Survival at Sea–a Couple of Fascinating Reads
By Frank Sargeant, Editor
The Fishing Wire
The writing is a bit choppy and interspersed with information that’s interesting regarding survival, but that breaks the mood of the story, and yet I found the book a compelling read—I finished it in three nights, which is fast for me. For those who thought, when this story broke in the news in 2014, that it described an impossible feat–that somehow the fix was in–this book and the photos included should allay those suspicions. Here’s the gist of it:
On November 17, 2012, Salvador Alvarenga left the coast of Mexico for a two-day fishing trip. A vicious storm killed his engine and the current dragged his boat out to sea. The storm picked up and blasted him west. When he washed ashore on January 29, 2014, he had arrived in the Marshall Islands, 9,000 miles away—equivalent to traveling from New York to Moscow round trip.
For fourteen months, Alvarenga survived constant shark attacks. He learned to catch fish and birds with his bare hands. He built a fish net from a pair of empty plastic bottles. Taking apart the outboard motor, he fashioned a huge fishhook. Using fish vertebrae as needles, he stitched together his own clothes.

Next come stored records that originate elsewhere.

//! MIPS Pipeline Simulator CLI.
//!
//! The main executable for the simulator. It handles command-line argument
//! parsing, program loading, and the main simulation loop.
//!
//! # Usage
//!
//! The simulator can run in two modes:
//! 1. **Demo Mode**: Without `--file`, runs the bundled demonstration program.
//! 2. **File Mode**: Loads a hex word list from a text file and simulates it.

use clap::Parser;
use serde::Serialize;
use std::{fs, process};

extern crate mips_pipeline_sim;

use mips_pipeline_sim::common::reg;
use mips_pipeline_sim::config::Config;
use mips_pipeline_sim::core::{CycleSnapshot, Stage};
use mips_pipeline_sim::isa::disasm;
use mips_pipeline_sim::sim::program;
use mips_pipeline_sim::sim::SimulationController;

/// Command-line arguments for the MIPS pipeline simulator.
///
/// Without `--file`, the bundled demo program runs; with it, a text file of
/// hex instruction words (one or more per line, `#` comments) is simulated.
#[derive(Parser, Debug)]
#[command(author, version, about = "MIPS 5-Stage Pipeline Simulator")]
struct Args {
    #[arg(short, long, default_value = "configs/default.toml")]
    config: String,

    #[arg(short, long)]
    file: Option<String>,

    #[arg(long)]
    json: bool,

    #[arg(short, long)]
    quiet: bool,
}

/// The bundled demonstration program: a short sequence exercising a load,
/// a store, a RAW dependency, and a branch.
const DEFAULT_PROGRAM: [&str; 6] = [
    "0x02108025", // or   $s0, $s0, $s0
    "0x8e110000", // lw   $s1, 0($s0)
    "0xae120004", // sw   $s2, 4($s0)
    "0x00640820", // add  $at, $v1, $a0
    "0x10800001", // beq  $a0, $zero, 1
    "0x00000000", // nop
];

/// Machine-readable run report emitted by `--json`.
#[derive(Serialize)]
struct Report<'a> {
    instructions: &'a [String],
    forwarding: bool,
    max_cycles: u64,
    history: &'a [CycleSnapshot],
}

/// Main entry point for the MIPS pipeline simulator.
///
/// # Behavior
///
/// 1. **Configuration**: Parses command-line arguments and loads the TOML
///    configuration file. A missing file falls back to defaults.
/// 2. **Program**: Reads the hex word list from `--file`, or uses the
///    bundled demo program.
/// 3. **Validation**: Starts the controller, which rejects empty programs
///    and malformed words before any cycle runs.
/// 4. **Simulation Loop**: Steps the pipeline cycle-by-cycle until the
///    program drains or the configured cycle cap is hit.
/// 5. **Report**: Emits the snapshot history as JSON, or renders the
///    per-cycle stage table and hazard report, then prints statistics.
fn main() {
    let args = Args::parse();

    let config: Config = match fs::read_to_string(&args.config) {
        Ok(content) => match toml::from_str(&content) {
            Ok(config) => config,
            Err(e) => {
                eprintln!("Error: bad config file {}: {}", args.config, e);
                process::exit(1);
            }
        },
        Err(_) => Config::default(),
    };

    let words: Vec<String> = match args.file {
        Some(ref path) => match program::load_program(path) {
            Ok(words) => words,
            Err(e) => {
                eprintln!("Error: {}", e);
                process::exit(1);
            }
        },
        None => DEFAULT_PROGRAM.iter().map(|w| w.to_string()).collect(),
    };

    let mut controller = SimulationController::new(&config);
    if let Err(e) = controller.start(&words) {
        eprintln!("Error: invalid program: {}", e);
        process::exit(1);
    }

    if !args.quiet && !args.json {
        println!("Global Configuration");
        println!("--------------------");
        println!("General:");
        println!("  Trace Pipeline:     {}", config.general.trace_pipeline);
        println!("Pipeline:");
        println!(
            "  Forwarding:         {}",
            if config.pipeline.forwarding {
                "Enabled"
            } else {
                "Disabled"
            }
        );
        println!("Run:");
        println!("  Max Cycle Cap:      {}", config.run.max_cycle_cap);
        println!("  Instructions:       {}", words.len());
        println!("  Predicted Cycles:   {}", controller.max_cycles());
        println!("--------------------");
        match args.file {
            Some(ref path) => println!("[*] Simulating {}", path),
            None => println!("[*] Simulating bundled demo program"),
        }
    }

    if config.general.trace_pipeline {
        if let Some(snap) = controller.snapshot() {
            eprintln!("{}", trace_line(snap));
        }
    }

    while controller.is_running() && controller.current_cycle() < config.run.max_cycle_cap {
        if controller.step().is_none() {
            break;
        }
        if config.general.trace_pipeline {
            if let Some(snap) = controller.snapshot() {
                eprintln!("{}", trace_line(snap));
            }
        }
    }

    if args.json {
        let report = Report {
            instructions: controller.instructions(),
            forwarding: config.pipeline.forwarding,
            max_cycles: controller.max_cycles(),
            history: controller.history(),
        };
        match serde_json::to_string_pretty(&report) {
            Ok(text) => println!("{}", text),
            Err(e) => {
                eprintln!("Error: report serialization failed: {}", e);
                process::exit(1);
            }
        }
        return;
    }

    if !args.quiet {
        print_timeline(&controller);
        print_hazard_report(&controller);
    }

    controller.stats().print();
}

/// One trace line in pipeline flow order, fetch on the left.
fn trace_line(snap: &CycleSnapshot) -> String {
    let occupant = |stage: Stage| -> String {
        snap.stages
            .iter()
            .find(|(_, s)| **s == stage)
            .map(|(i, _)| format!("#{}", i))
            .unwrap_or_else(|| "-".to_string())
    };
    format!(
        "cycle {:>4} | IF:{} -> ID:{} -> EX:{} -> MEM:{} -> WB:{}",
        snap.cycle,
        occupant(Stage::If),
        occupant(Stage::Id),
        occupant(Stage::Ex),
        occupant(Stage::Mem),
        occupant(Stage::Wb)
    )
}

/// Renders the instruction/cycle stage table from the recorded history.
fn print_timeline(controller: &SimulationController) {
    let history = controller.history();
    let decoded = controller.decoded();
    if history.is_empty() || decoded.is_empty() {
        return;
    }

    let labels: Vec<String> = decoded
        .iter()
        .map(|inst| format!("#{} {}", inst.index, disasm::render(inst)))
        .collect();
    let label_width = labels.iter().map(|l| l.len()).max().unwrap_or(0) + 2;

    println!("\nPipeline Timeline");
    println!("-----------------");
    print!("{:<width$}", "", width = label_width);
    for snap in history {
        print!(" {:>4}", snap.cycle);
    }
    println!();

    for (inst, label) in decoded.iter().zip(&labels) {
        print!("{:<width$}", label, width = label_width);
        for snap in history {
            match snap.stages.get(&inst.index) {
                Some(stage) => print!(" {:>4}", stage.name()),
                None => print!(" {:>4}", "."),
            }
        }
        println!();
    }
}

/// Renders the per-instruction hazard, forwarding, and stall summary.
fn print_hazard_report(controller: &SimulationController) {
    let hazards = controller.cumulative_hazards();
    let forwardings = controller.cumulative_forwardings();
    let stalls = controller.cumulative_stalls();
    if hazards.is_empty() && forwardings.is_empty() && stalls.is_empty() {
        return;
    }

    println!("\nHazard Report");
    println!("-------------");
    for (index, record) in &hazards {
        println!("  #{}: {}", index, record.description);
        if let Some(paths) = forwardings.get(index) {
            for path in paths {
                println!(
                    "       path: {} -> {} {} (from #{})",
                    path.from_stage.name(),
                    path.to_stage.name(),
                    reg::name(path.register),
                    path.from
                );
            }
        }
        if let Some(count) = stalls.get(index) {
            println!("       stalled: {} cycle(s)", count);
        }
    }
}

He considered suicide on multiple occasions—including offering himself up to a pack of sharks. But Alvarenga never failed to invent an alternative reality. He developed a method of survival that kept his body and mind intact long enough for the Pacific Ocean to toss him up on a remote palm-studded island, where he was saved by a local couple living alone in their own Pacific Island paradise.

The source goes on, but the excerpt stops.